# Prof.Chow and testing



## marlon (Mar 4, 2007)

It has been commented many times that Prof.Chow never taught the same teechnique twice. Considering how most teachers grade their students these days, i am wondering how did Prof. Chow test and what was the bases for grading with him?  

Respectfully,
Marlon


----------



## LOHAN (Mar 4, 2007)

I can not speak for the Chow system!

I did see on one of the Mitose ranks!

It said jujitsu!
This did not mean Mitose did not teach karate!

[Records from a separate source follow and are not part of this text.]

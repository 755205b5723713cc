//! Reading and writing per-image pose annotations.

use std::path::Path;

use serde::{Deserialize, Serialize};
use serde_json::Value;

use crate::constants::{SCORE_VISIBLE_THRESHOLD, UNSCORED};
use crate::format::error::FormatError;
use crate::model::{KEYPOINT_COUNT, KEYPOINT_NAMES, KeypointState, PoseRecord, ScoreKind, Visibility, is_valid_score};

/// The layouts an annotation document can take.
#[derive(Debug, Clone, Copy, PartialEq, Eq)]
pub enum AnnotationFormat {
    /// `[ {coco pose} ]`
    CocoArray,
    /// `{coco pose}`
    CocoObject,
    /// `{"keypoints": [{"name", "x", "y", "visibility"}, ...]}`, bare or wrapped
    LegacyDict,
}

impl AnnotationFormat {
    pub fn name(&self) -> &'static str {
        match self {
            AnnotationFormat::CocoArray => "COCO (array)",
            AnnotationFormat::CocoObject => "COCO (object)",
            AnnotationFormat::LegacyDict => "legacy keypoint dict",
        }
    }
}

// ============================================================================
// Serde entries
// ============================================================================

/// Score and triage fields shared by every layout.
#[derive(Debug, Default, Deserialize)]
#[serde(default)]
struct ScoringIn {
    novelty: Option<f64>,
    environment_interaction: Option<f64>,
    /// Older name of `environment_interaction`
    environment_fit: Option<f64>,
    person_fit: Option<f64>,
    skip_reason: Option<String>,
    /// Deprecated single score
    score: Option<f64>,
}

#[derive(Debug, Default, Deserialize)]
#[serde(default)]
struct CocoPoseIn {
    id: Option<i64>,
    keypoints: Vec<Vec<f64>>,
    scores: Vec<f64>,
    visibility: Vec<i64>,
    #[serde(flatten)]
    scoring: ScoringIn,
}

#[derive(Debug, Default, Deserialize)]
#[serde(default)]
struct LegacyKeypointIn {
    name: Option<String>,
    x: f64,
    y: f64,
    visibility: i64,
}

#[derive(Debug, Default, Deserialize)]
#[serde(default)]
struct LegacyPoseIn {
    keypoints: Vec<LegacyKeypointIn>,
    #[serde(flatten)]
    scoring: ScoringIn,
}

#[derive(Debug, Serialize)]
struct CocoPoseOut<'a> {
    id: i64,
    keypoints: Vec<[f64; 2]>,
    scores: Vec<f64>,
    visibility: Vec<u8>,
    novelty: i32,
    environment_interaction: i32,
    person_fit: i32,
    skip_reason: &'a str,
    #[serde(skip_serializing_if = "is_unscored")]
    score: i32,
}

fn is_unscored(value: &i32) -> bool {
    *value == UNSCORED
}

// ============================================================================
// Detection
// ============================================================================

/// Classify a parsed JSON document before dispatching to a parser.
pub fn detect_format(value: &Value) -> Result<AnnotationFormat, FormatError> {
    match value {
        Value::Array(items) => match items.first() {
            None => Ok(AnnotationFormat::CocoArray),
            Some(entry @ Value::Object(_)) => Ok(if has_dict_keypoints(entry) {
                AnnotationFormat::LegacyDict
            } else {
                AnnotationFormat::CocoArray
            }),
            Some(_) => Err(FormatError::invalid_format(
                "annotation array must contain a pose object",
            )),
        },
        Value::Object(_) => Ok(if has_dict_keypoints(value) {
            AnnotationFormat::LegacyDict
        } else {
            AnnotationFormat::CocoObject
        }),
        _ => Err(FormatError::invalid_format(
            "annotation must be a JSON array or object",
        )),
    }
}

fn has_dict_keypoints(entry: &Value) -> bool {
    entry
        .get("keypoints")
        .and_then(Value::as_array)
        .and_then(|kps| kps.first())
        .is_some_and(Value::is_object)
}

// ============================================================================
// Parsing
// ============================================================================

/// Parse annotation text in any accepted layout.
pub fn parse_annotation(text: &str) -> Result<PoseRecord, FormatError> {
    let value: Value = serde_json::from_str(text)?;
    parse_value(value)
}

/// Parse an already-decoded JSON document in any accepted layout.
pub fn parse_value(value: Value) -> Result<PoseRecord, FormatError> {
    let format = detect_format(&value)?;
    log::trace!("Annotation layout detected: {}", format.name());

    let entry = match value {
        Value::Array(items) => match items.into_iter().next() {
            Some(entry) => entry,
            None => return Ok(PoseRecord::new()),
        },
        other => other,
    };

    match format {
        AnnotationFormat::CocoArray | AnnotationFormat::CocoObject => {
            Ok(from_coco(serde_json::from_value(entry)?))
        }
        AnnotationFormat::LegacyDict => Ok(from_legacy(serde_json::from_value(entry)?)),
    }
}

fn from_coco(entry: CocoPoseIn) -> PoseRecord {
    let mut pose = PoseRecord::new();
    pose.raw_id = entry.id.unwrap_or(0);

    for index in 0..KEYPOINT_COUNT {
        let coords = entry.keypoints.get(index);
        let x = coords.and_then(|c| c.first()).copied().unwrap_or(0.0);
        let y = coords.and_then(|c| c.get(1)).copied().unwrap_or(0.0);

        let visibility = match entry.visibility.get(index) {
            Some(&raw) => Visibility::from_raw(raw),
            None => match entry.scores.get(index) {
                Some(&score) if score > SCORE_VISIBLE_THRESHOLD => Visibility::Visible,
                _ => Visibility::Occluded,
            },
        };

        pose.set_keypoint_state(index, KeypointState::new(x, y, visibility));
    }

    if entry.keypoints.len() > KEYPOINT_COUNT {
        log::warn!(
            "Annotation has {} keypoints, keeping the first {}",
            entry.keypoints.len(),
            KEYPOINT_COUNT
        );
    }

    pose.raw_scores = entry.scores;
    apply_scoring(&mut pose, entry.scoring);
    pose
}

fn from_legacy(entry: LegacyPoseIn) -> PoseRecord {
    let mut pose = PoseRecord::new();

    for (index, kp) in entry.keypoints.iter().take(KEYPOINT_COUNT).enumerate() {
        if let Some(name) = kp.name.as_deref() {
            if name != KEYPOINT_NAMES[index] {
                log::warn!(
                    "Legacy keypoint {} is named '{}', expected '{}'",
                    index,
                    name,
                    KEYPOINT_NAMES[index]
                );
            }
        }
        pose.set_keypoint_state(
            index,
            KeypointState::new(kp.x, kp.y, Visibility::from_raw(kp.visibility)),
        );
    }

    apply_scoring(&mut pose, entry.scoring);
    pose
}

fn apply_scoring(pose: &mut PoseRecord, scoring: ScoringIn) {
    let environment = scoring.environment_interaction.or(scoring.environment_fit);
    let fields = [
        (ScoreKind::Novelty, scoring.novelty),
        (ScoreKind::EnvironmentInteraction, environment),
        (ScoreKind::PersonFit, scoring.person_fit),
    ];

    for (kind, raw) in fields {
        let value = raw.map_or(UNSCORED, |v| score_or_unscored(kind.json_key(), v));
        // score_or_unscored only yields legal values
        let _ = pose.set_score(kind, value);
    }

    pose.legacy_score = scoring.score.map_or(UNSCORED, |v| score_or_unscored("score", v));
    pose.skip_reason = scoring.skip_reason.unwrap_or_default();
}

fn score_or_unscored(key: &str, raw: f64) -> i32 {
    let value = raw as i32;
    if raw.fract() == 0.0 && is_valid_score(value) {
        value
    } else {
        log::warn!("Ignoring out-of-range {} value {}", key, raw);
        UNSCORED
    }
}

// ============================================================================
// Serialization
// ============================================================================

fn to_coco(pose: &PoseRecord) -> CocoPoseOut<'_> {
    let keypoints = pose.keypoints();
    CocoPoseOut {
        id: pose.raw_id(),
        keypoints: keypoints.iter().map(|kp| [kp.x, kp.y]).collect(),
        scores: if pose.raw_scores().is_empty() {
            vec![0.0; KEYPOINT_COUNT]
        } else {
            pose.raw_scores().to_vec()
        },
        visibility: keypoints.iter().map(|kp| kp.visibility.as_raw()).collect(),
        novelty: pose.score(ScoreKind::Novelty),
        environment_interaction: pose.score(ScoreKind::EnvironmentInteraction),
        person_fit: pose.score(ScoreKind::PersonFit),
        skip_reason: &pose.skip_reason,
        score: pose.legacy_score(),
    }
}

/// Serialize a record as a pretty-printed, array-wrapped COCO document.
pub fn serialize_annotation(pose: &PoseRecord) -> Result<String, FormatError> {
    Ok(serde_json::to_string_pretty(&[to_coco(pose)])?)
}

// ============================================================================
// Files
// ============================================================================

/// Read and parse an annotation file.
pub fn read_annotation_file(path: &Path) -> Result<PoseRecord, FormatError> {
    let text = std::fs::read_to_string(path)?;
    parse_annotation(&text)
}

/// Write an annotation file, creating parent directories as needed.
pub fn write_annotation_file(path: &Path, pose: &PoseRecord) -> Result<(), FormatError> {
    let json = serialize_annotation(pose)?;
    write_atomic(path, json.as_bytes()).map_err(|source| FormatError::Write {
        path: path.to_path_buf(),
        source,
    })?;

    log::debug!("Wrote annotation {:?}", path);
    Ok(())
}

/// Write `contents` to a sibling temp file and rename it into place, so an
/// interrupted write never leaves a truncated file behind.
pub(crate) fn write_atomic(path: &Path, contents: &[u8]) -> std::io::Result<()> {
    if let Some(parent) = path.parent() {
        std::fs::create_dir_all(parent)?;
    }

    let mut tmp_name = path.file_name().unwrap_or_default().to_os_string();
    tmp_name.push(".tmp");
    let tmp = path.with_file_name(tmp_name);

    std::fs::write(&tmp, contents)?;
    if let Err(e) = std::fs::rename(&tmp, path) {
        let _ = std::fs::remove_file(&tmp);
        return Err(e);
    }
    Ok(())
}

Being versatile is good!I do beleave Prof Chow had a stricked ranking!
He was tought by Mistose & ranked black belt!


----------



## Doc (Mar 4, 2007)

LOHAN said:


> I can not speak for the Chow system!
> 
> I did see on one of the Mitose ranks!
> 
> ...


According to Chow, he was taught by his father and others, not Mitose - for the record.


----------



## LOHAN (Mar 4, 2007)

I do have a photo From Shihan Jutchnik with Prof Chow as a Black belt !
It also had Anton Krukey--and others!

The video by Mr. Young stated that Prof. Mitose did teach some of the 
classes & Thomas Young did some!
Crew Chief Anton Krukey was shipped out for was but got a black from Mitose!

I am just stateing some of what is on the video!
I know Robert Trias was also very high & certified Arnold Gulub!


----------



## IWishToLearn (Mar 5, 2007)

Interesting topic.


----------